In summary, we presented a GCM that accounts for varying item difficulty and is able to model trial-by-trial recognition memory performance better than the well-known 2HT model. Moreover, we were able to establish face validity by replicating earlier findings on recognition memory using the 2HT model. In addition, we showed that the results can be replicated using a single, latent-regression extension of the model, and briefly discussed the potential of such an approach. We then demonstrated that the GCMR can be readily applied in CAT, leading to refined measurement estimates and increased test efficiency. Lastly, we pointed out its great potential in the domain of clinical and mobile memory assessment.

Methods

In what follows we briefly review the technicalities of the behavioral models from which we derive the GCMR and close this section with a presentation of our validation strategy using synthetic and real datasets.

Behavioral models

We begin by describing the 2HT and the Rasch model more formally. The GCMR is then introduced, which integrates the two models and posits that the memory process is a function of both person ability and item difficulty, while also accounting for response biases.

2HT model

In the context of recognition memory experiments, participants typically observe a series of (visual or auditory) stimuli. After each stimulus (or experimental trial), they are asked to indicate whether it was old or new. We further denote the participant’s response of a trial using random variable U taking value “old” or “new”. We further use variable t to indicate trial types taking on the values \({t} = target\) and \({t} = foil\). Then the 2HT (or “corrected-hits”) model specifies “hit” (correct recognition) and “false alarm” (false recognition) in terms of event probabilities as follows:

$$\begin{aligned}&P( hit ) = P( U = old | t = target ) = Pr + (1 - Pr)\gamma \end{aligned}$$
(1)
$$\begin{aligned}&P( \text{ false } \text{ alarm } ) = P( U = old | t = foil ) = (1 - Pr)\gamma , \end{aligned}$$
(2)

where Pr represents the discrimination parameter, and refers to the probability of “knowing” the correct answer, given that a target or foil was presented.

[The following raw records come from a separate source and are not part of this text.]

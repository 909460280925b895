use std::collections::HashMap;

use rust_decimal::Decimal;

use crate::domain::{Category, Expense};

/// Total spent in one category.
#[derive(Debug, Clone, PartialEq, Eq)]
pub struct CategoryTotal {
    pub category: Category,
    pub total: Decimal,
    pub count: usize,
}

/// Spending per category, largest total first; ties are ordered by name.
/// Records that would overflow their category total are logged and skipped.
pub fn category_totals(expenses: &[Expense]) -> Vec<CategoryTotal> {
    let mut totals: HashMap<&Category, (Decimal, usize)> = HashMap::new();
    for expense in expenses {
        let entry = totals
            .entry(&expense.category)
            .or_insert((Decimal::ZERO, 0));
        match entry.0.checked_add(expense.amount) {
            Some(total) => {
                entry.0 = total;
                entry.1 += 1;
            }
            None => tracing::warn!(
                id = %expense.id,
                category = expense.category.name(),
                "expense overflows its category total; skipped"
            ),
        }
    }

    let mut report: Vec<CategoryTotal> = totals
        .into_iter()
        .map(|(category, (total, count))| CategoryTotal {
            category: category.clone(),
            total,
            count,
        })
        .collect();
    report.sort_by(|a, b| {
        b.total
            .cmp(&a.total)
            .then_with(|| a.category.cmp(&b.category))
    });
    report
}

The guessing parameter \(\gamma \) denotes the probability of responding “old” when the correct answer is unknown, reflecting a guessing tendency or response bias.

We can easily see that Pr is the difference of the hit rate and false alarm rate.

The proposed GCMR merges the 2HT and the Rasch model. As is common in IRT, the correctness of a response is modeled. For consistency, we reformulate the above 2HT model using variable \(Y=1\) to code a correct response and \(Y=0\) for an incorrect response

$$\begin{aligned} p(Y = 1|Pr,\gamma ,t) = Pr+(1-r) \gamma ^t (1-\gamma )^{(1-t)} \end{aligned}$$
(3)

in a trial with trial type \(t=1\) for target trials and \(t=0\) for foil trials. For the remainder, we will refer to Pr as \(\theta _{2HT}\), where \(\theta \) denotes an ability parameter.

Rasch model

Next we briefly describe the Rasch model32. Here, the probability of a correct response is assumed to be a function of both person ability and item difficulty. The model uses the logit function to map the real-valued ability and difficulty parameters to probabilities. The probability of answering correctly is given by the logit of their difference:

$$\begin{aligned} p(Y =1|\theta ,\beta )=\frac{e^{(\theta -\beta )}}{1+e^{(\theta -\beta )}}, \end{aligned}$$
(4)

where \(\theta \) and \(\beta \) refer to the person ability and item difficulty, respectively. The key assumption is that only the difference of both parameter affects probability of a correct response. The function approaches 1 when ability strongly exceeds item difficulty and 0 if the item is much too difficult for a certain person performing the task, e.g. on recognition memory. It is worth noting that neither trial type nor for response bias is accounted for.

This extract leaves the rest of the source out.